AUGUSTO NUNES Tiros de festim no purgatório


Fundada e dirigida por Nelson Jobim, que acumula tais funções com a presidência do Supremo Tribunal Federal, a Pastoral dos Pecadores adiou o julgamento de parlamentares petistas "para permitir-lhes o exercício do direito de ampla defesa". Por falta de juízo ou excesso de esperteza, os generais do partido leram o recado pelo avesso. Em vez de fortalecer as débeis linhas defensivas, resolveram atacar inimigos imaginários. Com balas de festim.

A senha para o contra-ofensiva veio na segunda-feira pela voz de Tarso Genro, comandante do partido desmoralizado por companheiros bandidos. "A crise alcançou um estágio cujo intuito é criminalizar o PT, que tem 25 anos de luta a serviço da democracia e um projeto de nação", proclamou o presidente interino.

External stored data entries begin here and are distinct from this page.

//! CSV export of pickup records.
//!
//! The column order is a fixed contract consumed by downstream
//! spreadsheets: `id,address,scheduled_date,timeslot,crew_email,status,
//! created_at,completed_at`. The address field is always quoted (it
//! routinely contains commas); the other columns never are.

use chrono::{DateTime, SecondsFormat, Utc};

use crate::db::pickups::PickupWithCrew;

/// CSV header row for pickup exports.
const CSV_HEADER: &str = "id,address,scheduled_date,timeslot,crew_email,status,created_at,completed_at";

/// Render pickups as a CSV document.
#[must_use]
pub fn pickups_to_csv(pickups: &[PickupWithCrew]) -> String {
    let mut out = String::from(CSV_HEADER);
    out.push('\n');

    for entry in pickups {
        let pickup = &entry.pickup;
        out.push_str(&format!(
            "{},{},{},{},{},{},{},{}\n",
            pickup.id,
            quote(&pickup.address),
            pickup.scheduled_date,
            pickup.timeslot,
            entry.crew_email.as_ref().map_or("", |e| e.as_str()),
            pickup.status,
            timestamp(Some(pickup.created_at)),
            timestamp(pickup.completed_at),
        ));
    }

    out
}

/// Quote a field, doubling embedded quotes per RFC 4180.
fn quote(field: &str) -> String {
    format!("\"{}\"", field.replace('"', "\"\""))
}

/// Render an optional timestamp as RFC 3339 UTC, empty when absent.
fn timestamp(value: Option<DateTime<Utc>>) -> String {
    value.map_or_else(String::new, |t| {
        t.to_rfc3339_opts(SecondsFormat::Millis, true)
    })
}
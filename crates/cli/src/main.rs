//! Curbside CLI - Database migrations and management tools.
//!
//! # Usage
//!
//! ```bash
//! # Run database migrations
//! curbside migrate
//!
//! # Seed default templates, demo crews, and ZIP routes
//! curbside seed
//!
//! # Create a crew account
//! curbside crew create -e north@example.com -n "North Crew" -p "s3cret-pw" -z 100,101
//! ```
//!
//! # Commands
//!
//! - `migrate` - Run database migrations
//! - `seed` - Seed the database with default templates and demo data
//! - `crew create` - Create crew accounts

#![cfg_attr(not(test), forbid(unsafe_code))]

use clap::{Parser, Subcommand};

mod commands;

#[derive(Parser)]
#[command(name = "curbside")]
#[command(author, version, about = "Curbside CLI tools")]
struct Cli {
    #[command(subcommand)]
    command: Commands,
}

#[derive(Subcommand)]
enum Commands {
    /// Run database migrations
    Migrate,
    /// Seed default SMS templates, demo crews, and ZIP routes
    Seed,
    /// Manage crew accounts
    Crew {
        #[command(subcommand)]
        action: CrewAction,
    },
}

#[derive(Subcommand)]
enum CrewAction {
    /// Create a new crew account
    Create {
        /// Crew email address
        #[arg(short, long)]
        email: String,

        /// Crew display name
        #[arg(short, long)]
        name: String,

        /// Crew password (hashed before storage)
        #[arg(short, long)]
        password: String,

        /// Comma-separated ZIP prefixes the crew covers (e.g. 100,101)
        #[arg(short = 'z', long, default_value = "")]
        zip_prefixes: String,
    },
}

#[tokio::main]
async fn main() {
    // Initialize tracing
    tracing_subscriber::fmt::init();

    let cli = Cli::parse();

    if let Err(e) = run(cli).await {
        tracing::error!("Command failed: {e}");
        std::process::exit(1);
    }
}

async fn run(cli: Cli) -> Result<(), commands::CliError> {
    match cli.command {
        Commands::Migrate => commands::migrate::run().await,
        Commands::Seed => commands::seed::run().await,
        Commands::Crew { action } => match action {
            CrewAction::Create {
                email,
                name,
                password,
                zip_prefixes,
            } => commands::crew::create(&email, &name, &password, &zip_prefixes).await,
        },
    }
}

A declaração de guerra, paradoxalmente, formalizou a capitulação de Tarso Genro, que deixou o Ministério da Educação decidido a "refundar o PT". Para tanto, deveriam ser afastados da cúpula o chefão José Dirceu e seus comparsas. Assim começaria a faxina inadiável, que exigia outras audácias saneadoras. Criminosos confessos seriam sumariamente expulsos. Parlamentares que renunciassem ao mandato para escapar à cassação não poderiam candidatar-se em 2006. E mais, muito mais.

"Hoje, não vejo motivos para que alguém vote no PT", disse Tarso à Folha de S. Paulo. Mas Tarso perdeu o duelo com Dirceu, que o impediu de disputar a presidência com o apoio do Campo Majoritário. E agora se rendeu à incoerência: é penoso vê-lo envolvido na contra-ofensiva desenhada por comandantes insensatos. Os oficiais disparam contra alvos imaginários para fugir à desoladora evidência: os inimigos verdadeiros estão infiltrados no exército petista. Dormem a seu lado.

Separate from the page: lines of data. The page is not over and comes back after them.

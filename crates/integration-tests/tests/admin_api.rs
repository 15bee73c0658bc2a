//! Integration tests for the admin console API.
//!
//! These tests require:
//! - A running `PostgreSQL` database with migrations applied
//! - The admin server running (cargo run -p curbside-admin)
//! - `ADMIN_EMAIL` / `ADMIN_PASSWORD` in the environment matching the
//!   server's configuration
//!
//! Run with: cargo test -p curbside-integration-tests -- --ignored

use reqwest::{Client, StatusCode};
use serde_json::{Value, json};

/// Base URL for the admin API (configurable via environment).
fn admin_base_url() -> String {
    std::env::var("ADMIN_BASE_URL").unwrap_or_else(|_| "http://localhost:3001".to_string())
}

/// Create a client with a cookie store (sessions are cookie-bound).
fn client() -> Client {
    Client::builder()
        .cookie_store(true)
        .build()
        .expect("Failed to create HTTP client")
}

/// Create an authenticated client by logging in with the configured
/// credential pair.
async fn authenticated_client() -> Client {
    let client = client();
    let email = std::env::var("ADMIN_EMAIL").expect("ADMIN_EMAIL not set");
    let password = std::env::var("ADMIN_PASSWORD").expect("ADMIN_PASSWORD not set");

    let resp = client
        .post(format!("{}/api/admin/login", admin_base_url()))
        .json(&json!({ "email": email, "password": password }))
        .send()
        .await
        .expect("Failed to log in");
    assert_eq!(resp.status(), StatusCode::OK);

    client
}

#[tokio::test]
#[ignore = "Requires running admin server and database"]
async fn test_auth_status_reflects_login() {
    let client = client();

    let resp = client
        .get(format!("{}/api/admin/auth", admin_base_url()))
        .send()
        .await
        .expect("Failed to check auth");
    let body: Value = resp.json().await.expect("Failed to read response");
    assert_eq!(body["authenticated"], json!(false));
}

#[tokio::test]
#[ignore = "Requires running admin server and database"]
async fn test_login_rejects_wrong_credentials() {
    let resp = client()
        .post(format!("{}/api/admin/login", admin_base_url()))
        .json(&json!({ "email": "nobody@example.com", "password": "wrong" }))
        .send()
        .await
        .expect("Failed to post");

    assert_eq!(resp.status(), StatusCode::UNAUTHORIZED);
}

#[tokio::test]
#[ignore = "Requires running admin server and database"]
async fn test_stats_requires_auth() {
    let resp = client()
        .get(format!("{}/api/admin/stats", admin_base_url()))
        .send()
        .await
        .expect("Failed to get stats");

    assert_eq!(resp.status(), StatusCode::UNAUTHORIZED);
}

#[tokio::test]
#[ignore = "Requires running admin server and database"]
async fn test_crew_crud_roundtrip() {
    let client = authenticated_client().await;
    let base_url = admin_base_url();

    // Create
    let resp = client
        .post(format!("{base_url}/api/admin/crews"))
        .json(&json!({
            "email": "itest-crew@example.com",
            "password": "itest-password",
            "display_name": "Integration Crew",
            "zip_prefixes": ["901"],
        }))
        .send()
        .await
        .expect("Failed to create crew");
    assert_eq!(resp.status(), StatusCode::OK);
    let body: Value = resp.json().await.expect("Failed to read response");
    let crew_id = body["crew"]["id"].as_i64().expect("crew id");

    // Duplicate email conflicts
    let resp = client
        .post(format!("{base_url}/api/admin/crews"))
        .json(&json!({
            "email": "itest-crew@example.com",
            "password": "itest-password",
            "display_name": "Duplicate",
        }))
        .send()
        .await
        .expect("Failed to post");
    assert_eq!(resp.status(), StatusCode::CONFLICT);

    // Partial update
    let resp = client
        .put(format!("{base_url}/api/admin/crews/{crew_id}"))
        .json(&json!({ "display_name": "Renamed Crew" }))
        .send()
        .await
        .expect("Failed to update crew");
    assert_eq!(resp.status(), StatusCode::OK);
    let body: Value = resp.json().await.expect("Failed to read response");
    assert_eq!(body["crew"]["display_name"], json!("Renamed Crew"));
    assert_eq!(body["crew"]["email"], json!("itest-crew@example.com"));

    // Delete
    let resp = client
        .delete(format!("{base_url}/api/admin/crews/{crew_id}"))
        .send()
        .await
        .expect("Failed to delete crew");
    assert_eq!(resp.status(), StatusCode::OK);
    let body: Value = resp.json().await.expect("Failed to read response");
    assert_eq!(body["success"], json!(true));
}

#[tokio::test]
#[ignore = "Requires running admin server and database"]
async fn test_zip_route_upsert_replaces_prefix() {
    let client = authenticated_client().await;
    let base_url = admin_base_url();

    // Needs a crew to point at.
    let resp = client
        .post(format!("{base_url}/api/admin/crews"))
        .json(&json!({
            "email": "itest-zip@example.com",
            "password": "itest-password",
            "display_name": "Zip Crew",
        }))
        .send()
        .await
        .expect("Failed to create crew");
    let body: Value = resp.json().await.expect("Failed to read response");
    let crew_id = body["crew"]["id"].as_i64().expect("crew id");

    // Upsert the same prefix twice; the second write wins silently.
    for _ in 0..2 {
        let resp = client
            .post(format!("{base_url}/api/admin/zip-routes"))
            .json(&json!({ "zip_prefix": "902", "crew_id": crew_id }))
            .send()
            .await
            .expect("Failed to create route");
        assert_eq!(resp.status(), StatusCode::OK);
    }

    // Exactly one rule exists for the prefix.
    let resp = client
        .get(format!("{base_url}/api/admin/zip-routes"))
        .send()
        .await
        .expect("Failed to list routes");
    let routes: Vec<Value> = resp.json().await.expect("Failed to read response");
    let matching: Vec<_> = routes
        .iter()
        .filter(|r| r["zip_prefix"] == json!("902"))
        .collect();
    assert_eq!(matching.len(), 1);

    // Cleanup: deleting the crew removes its routes.
    let resp = client
        .delete(format!("{base_url}/api/admin/crews/{crew_id}"))
        .send()
        .await
        .expect("Failed to delete crew");
    assert_eq!(resp.status(), StatusCode::OK);
}

#[tokio::test]
#[ignore = "Requires running portal and admin servers and database"]
async fn test_crew_deletion_detaches_pickups() {
    let portal_base_url =
        std::env::var("PORTAL_BASE_URL").unwrap_or_else(|_| "http://localhost:3000".to_string());
    let client = authenticated_client().await;
    let base_url = admin_base_url();

    // A crew that owns the 903 prefix.
    let resp = client
        .post(format!("{base_url}/api/admin/crews"))
        .json(&json!({
            "email": "itest-detach@example.com",
            "password": "itest-password",
            "display_name": "Detach Crew",
        }))
        .send()
        .await
        .expect("Failed to create crew");
    let body: Value = resp.json().await.expect("Failed to read response");
    let crew_id = body["crew"]["id"].as_i64().expect("crew id");

    let resp = client
        .post(format!("{base_url}/api/admin/zip-routes"))
        .json(&json!({ "zip_prefix": "903", "crew_id": crew_id }))
        .send()
        .await
        .expect("Failed to create route");
    assert_eq!(resp.status(), StatusCode::OK);

    // A pickup routed to that crew via the public intake.
    let resp = client
        .post(format!("{portal_base_url}/api/schedule"))
        .json(&json!({
            "address": "7 Detach Dr, Springfield, 90310",
            "desired_date": "2030-03-01",
            "timeslot": "12 PM–2 PM",
        }))
        .send()
        .await
        .expect("Failed to schedule");
    let body: Value = resp.json().await.expect("Failed to read response");
    let pickup_id = body["pickup"]["id"].as_i64().expect("pickup id");
    assert_eq!(body["pickup"]["crew_id"], json!(crew_id));

    // Deleting the crew detaches the pickup but leaves it otherwise intact.
    let resp = client
        .delete(format!("{base_url}/api/admin/crews/{crew_id}"))
        .send()
        .await
        .expect("Failed to delete crew");
    assert_eq!(resp.status(), StatusCode::OK);

    let resp = client
        .get(format!("{base_url}/api/admin/pickups"))
        .send()
        .await
        .expect("Failed to list pickups");
    let pickups: Vec<Value> = resp.json().await.expect("Failed to read response");
    let pickup = pickups
        .iter()
        .find(|p| p["id"] == json!(pickup_id))
        .expect("pickup still listed");
    assert!(pickup["crew_id"].is_null());
    assert_eq!(pickup["status"], json!("Scheduled"));
    assert_eq!(pickup["scheduled_date"], json!("2030-03-01"));
    assert_eq!(pickup["timeslot"], json!("12 PM–2 PM"));
}

#[tokio::test]
#[ignore = "Requires running admin server and database"]
async fn test_csv_export_has_contract_header() {
    let client = authenticated_client().await;

    let resp = client
        .get(format!("{}/api/admin/pickups/export", admin_base_url()))
        .send()
        .await
        .expect("Failed to export");
    assert_eq!(resp.status(), StatusCode::OK);
    assert_eq!(
        resp.headers()
            .get("content-type")
            .and_then(|v| v.to_str().ok()),
        Some("text/csv")
    );

    let body = resp.text().await.expect("Failed to read body");
    assert!(body.starts_with(
        "id,address,scheduled_date,timeslot,crew_email,status,created_at,completed_at"
    ));
}

#[tokio::test]
#[ignore = "Requires running admin server and database"]
async fn test_sms_template_upsert() {
    let client = authenticated_client().await;
    let base_url = admin_base_url();

    let resp = client
        .put(format!("{base_url}/api/admin/sms-templates/Scheduled"))
        .json(&json!({
            "template_text":
                "We will be there on [scheduled_date] between [timeslot] to pick up your appliance.",
        }))
        .send()
        .await
        .expect("Failed to update template");
    assert_eq!(resp.status(), StatusCode::OK);

    let resp = client
        .get(format!("{base_url}/api/admin/sms-templates"))
        .send()
        .await
        .expect("Failed to list templates");
    let templates: Vec<Value> = resp.json().await.expect("Failed to read response");
    assert!(
        templates
            .iter()
            .any(|t| t["template_type"] == json!("Scheduled"))
    );
}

Aos soldados que ainda não desertaram, faltam causas, bandeiras, ânimo. Têm mais tino que os chefes, como se viu no decorrer da segunda-feira. Ao toque de clarim soprado por Tarso Genro, seguiu-se o som da lira do delírio dedilhada pela direção do partido. Os mandarins produziram um documento que, beligerante na forma e patético no conteúdo, remete para outras freguesias a culpa pela crise amazônica.

"Os partidos de oposição, com a ajuda do golpismo midiático, pretendem inviabilizar o mandado legítimo do presidente Lula", fantasiam os redatores do papelório. Quem chefia manobra tão ardilosa? "Líderes políticos vinculados às eras Collor e FHC", alega a turma que comprou a adesão de colloridos históricos, como Roberto Jefferson, e negociou a presidência do Senado com Renan Calheiros, ministro da Justiça de Fernando Henrique Cardoso.

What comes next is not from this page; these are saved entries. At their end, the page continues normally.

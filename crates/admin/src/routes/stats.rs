//! Dashboard statistics route handler.

use axum::{Json, extract::State};
use chrono::Utc;

use crate::db::PickupRepository;
use crate::db::pickups::PickupStats;
use crate::error::Result;
use crate::middleware::RequireAdminAuth;
use crate::state::AppState;

/// Return overview counts for the admin dashboard.
pub async fn stats(
    State(state): State<AppState>,
    RequireAdminAuth(_admin): RequireAdminAuth,
) -> Result<Json<PickupStats>> {
    let stats = PickupRepository::new(state.pool())
        .stats(Utc::now().date_naive())
        .await?;

    Ok(Json(stats))
}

O que planejam, afinal, os arquitetos da trama? "Recuperar o poder e retomar os reiterados ataques ao patrimônio público", resumem os articuladores do maior e mais abjeto assalto ao Estado brasileiro. Um trecho do documento repete a versão de Tarso Genro. "A oposição pretende criminalizar o PT como organização partidária", insiste a executiva. "E fazer o povo esquecer a corrupção sistêmica que a elite implantou neste país".

A corrupção em escala federal, conceda-se, não foi inventada pelo PT. Mas a história republicana jamais registrou algo parecido com o Pântano do Planalto, a mais impressionante proeza do grupo que chegou ao poder pendurado no estandarte da ética na política. Nunca se roubou tanto como no governo que chegou para acabar com a roubalheira.

Fuzilados pela gargalhada nacional, os generais foram recolhidos já na terça-feira aos quartéis dos quais os soldados nem haviam saído. O barulho no purgatório só serviu para escancarar o medo do inferno que o PT conhecerá nas eleições de 2006. Em cada urna, há uma demônio à espreita dos assassinos da esperança.